Model Boost: Vishal's Blog

00 · The Setup

THE MODEL
WAS WORKING

XGBoost deployed in late 2025 for hourly call volume forecasting. Trained on data from April 2025. For the first two to three months it tracked well enough: forecasts were close, staffing plans held, no one was complaining.

Then volume started moving.

Daily call volume, 2026

January 2026 1,214 / day

February 2026 1,297 / day

March 2026 1,300 / day

April 2026 1,500 / day

May 2026 2,007 / day

A 65% ramp in five months. The model, trained on April 2025 patterns, had no way to track it. Adding more features did not close the gap. The issue was not what the model was learning, it was that what it had already learned was stale. It kept predicting around 1,300 calls a day. By May, 2,000 were arriving.

01 · The Problem

THE GAP

The model was short. Not randomly, in a pattern. Every weekday. Every week. By 17% on average, with Fridays reaching 22%. The staffing plans built on those numbers were consistently too lean.

When you plan for 1,400 calls and 1,700 arrive, that is not a close miss.

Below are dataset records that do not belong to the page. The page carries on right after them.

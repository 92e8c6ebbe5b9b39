//! Per-mesh transform data for GPU rendering.
//!
//! The local transform of a mesh (position, rotation, scale) is packed into a
//! one-element instance buffer and read by the vertex shader.

use cgmath::{Euler, One, Rad, SquareMatrix};

use crate::data_structures::model;

/// Position, rotation (as quaternion), and scale of a mesh.
#[derive(Clone, Debug, PartialEq)]
pub struct Instance {
    pub position: cgmath::Vector3<f32>,
    pub rotation: cgmath::Quaternion<f32>,
    pub scale: cgmath::Vector3<f32>,
}

impl Instance {
    /// Create a new instance with identity transformation (no move, rotate, or scale).
    pub fn new() -> Self {
        Self {
            position: cgmath::Vector3::new(0.0, 0.0, 0.0),
            // `Quaternion::one()` is the identity quaternion (no rotation)
            rotation: cgmath::Quaternion::one(),
            scale: cgmath::Vector3::new(1.0, 1.0, 1.0),
        }
    }

    /// Set the rotation from angles around x, y and z (radians, applied x first).
    pub fn set_euler(&mut self, x: f32, y: f32, z: f32) {
        self.rotation = Euler::new(Rad(x), Rad(y), Rad(z)).into();
    }

    pub fn to_matrix(&self) -> cgmath::Matrix4<f32> {
        cgmath::Matrix4::from_translation(self.position)
            * cgmath::Matrix4::from(self.rotation)
            * cgmath::Matrix4::from_nonuniform_scale(self.scale.x, self.scale.y, self.scale.z)
    }

    pub fn to_raw(&self) -> InstanceRaw {
        let world_matrix = self.to_matrix();
        let handedness = world_matrix.determinant().signum();
        InstanceRaw {
            model: world_matrix.into(),
            normal: cgmath::Matrix3::from(self.rotation).into(),
            handedness,
        }
    }
}

impl From<cgmath::Vector3<f32>> for Instance {
    fn from(position: cgmath::Vector3<f32>) -> Self {
        Instance {
            position,
            ..Default::default()
        }
    }
}

impl Default for Instance {
    fn default() -> Self {
        Self::new()
    }
}

/// One mesh transform as the vertex shader reads it: the model matrix as four
/// columns, the normal matrix as three, and the sign of the determinant.
#[repr(C)]
#[derive(Debug, Copy, Clone, bytemuck::Pod, bytemuck::Zeroable)]
pub struct InstanceRaw {
    model: [[f32; 4]; 4],
    normal: [[f32; 3]; 3],
    handedness: f32,
}

impl InstanceRaw {
    // Locations 0..=4 belong to `ModelVertex`.
    const ATTRIBUTES: [wgpu::VertexAttribute; 8] = wgpu::vertex_attr_array![
        5 => Float32x4,
        6 => Float32x4,
        7 => Float32x4,
        8 => Float32x4,
        9 => Float32x3,
        10 => Float32x3,
        11 => Float32x3,
        12 => Float32,
    ];
}

impl model::Vertex for InstanceRaw {
    fn desc() -> wgpu::VertexBufferLayout<'static> {
        wgpu::VertexBufferLayout {
            array_stride: std::mem::size_of::<InstanceRaw>() as wgpu::BufferAddress,
            step_mode: wgpu::VertexStepMode::Instance,
            attributes: &Self::ATTRIBUTES,
        }
    }
}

That is a planning failure, and it was happening on repeat.

Tuesday 8pm, April 2026

Model learned (Oct–Dec training) 1,200

Model predicted 1,350

Actual calls arrived 1,700

The model was not broken. It was doing exactly what it was trained to do: predicting the volume it had seen before. The problem was that volume had grown, and the model had not.

A 17% systematic underprediction is not a model error. It is a structural gap between when the model was trained and when it is being asked to forecast.
The Gap

02 · The Mechanism

WHY TREES GET STUCK

XGBoost works by learning leaf means from training data. Every terminal node in every tree holds the average outcome of all the samples that landed there. When the model predicts, it routes your input down trees and returns a weighted sum of those leaf values.

If your training data comes from a period when Tuesday 8pm averaged 1,200 calls, that is what the leaf holds. Come April, when the same slot is hitting 1,700, the leaf has not moved. The features that could signal recent growth exist, rolling averages, lag features, but they do not outweigh three months of training data anchored to a lower volume regime.

What it learned 1,200 Leaf mean from Oct–Dec training. This is the model's ceiling for that slot.

What it predicted 1,350 Recency features pushed it slightly higher. Not enough to close the gap.

What arrived 1,700 350 calls short on a single hour, with no mechanism to self-correct.

The question was not how to build a better model. It was how to fix the output.
The Mechanism

03 · The Research

TWO PAPERS,
ONE INSIGHT

While testing approaches, two pieces of research reframed the problem.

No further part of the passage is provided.